H Krishnan <hetchkay@gmail.com> wrote:
By itself, enough to show this is a bad idea.
While some of the usage may be confusing to the user, that is not for the language to dictate but for the user to choose.
Wrong. It's for the community to decide. The python community regularly decides to reject changes for no more reason than they might confuse a reader and provide no real benefit. Your examples show no benefit, and are obviously confusing. However, there may be some merit to the basic idea. In particular, allowing class to be used as a method parameter has an obvious use case (class methods), and would not produce those confusing cases you used as examples. -- Sent from my Android phone with K-9 Mail. Please excuse my brevity.
On Mon, Sep 5, 2011 at 3:18 PM, Mike Meyer <mwm@mired.org> wrote:
However, there may be some merit to the basic idea. In particular, allowing class to be used as a method parameter has an obvious use case (class methods), and would not produce those confusing cases you used as examples.

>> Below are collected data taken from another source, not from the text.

//! Configuration management for the matchforge service
//!
//! This module handles configuration loading from environment variables and
//! TOML files, validation, and default values.

pub mod app;
pub mod lifecycle;
pub mod rating;

// Re-export commonly used types
pub use app::{
    validate_config, AmqpSettings, AppConfig, AuthorizationSettings, ProviderSettings,
    ServiceSettings, WagerSettings,
};
pub use lifecycle::LifecycleConfig;
pub use rating::RatingConfig;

The main advantage of making things out-and-out keywords is that it greatly simplifies the task of *parsing* the language. It's a trade-off between occasional inconvenience in users having to choose slightly clunky variable and attribute names (such as 'cls', 'class_' or 'klass') and the simplicity Python parser developers gain by defining certain words as keywords that can never appear as variable names. One benefit users gain directly from that simplicity is that it makes syntax highlighters more likely to work correctly - the highlighters can just always mark keywords as keywords, without needing to worry about the usage context. It's easy to say "hey, let's allow keywords to be identifiers in places where they aren't being used as syntax". However, it doesn't look like such a great idea when you start considering the amount of change that would be needed to update the likes CPython, PyPy, IronPython, Jython, Cython/Pyrex, assorted syntax highlighting rules for various editors, Pygments, etc, etc. So, not impossible, but not worth the hassle either, especially since it would actually make the language *harder* to learn. Learning not to use keywords as variable names is fairly easy. Learning the ins and outs of when pseudo-keywords could be used as identifiers and when they were disallowed would be annoying. Regards, Nick. -- Nick Coghlan | ncoghlan@gmail.com | Brisbane, Australia
On Sep 05, 2011, at 03:50 PM, Nick Coghlan wrote:
The main advantage of making things out-and-out keywords is that it greatly simplifies the task of *parsing* the language.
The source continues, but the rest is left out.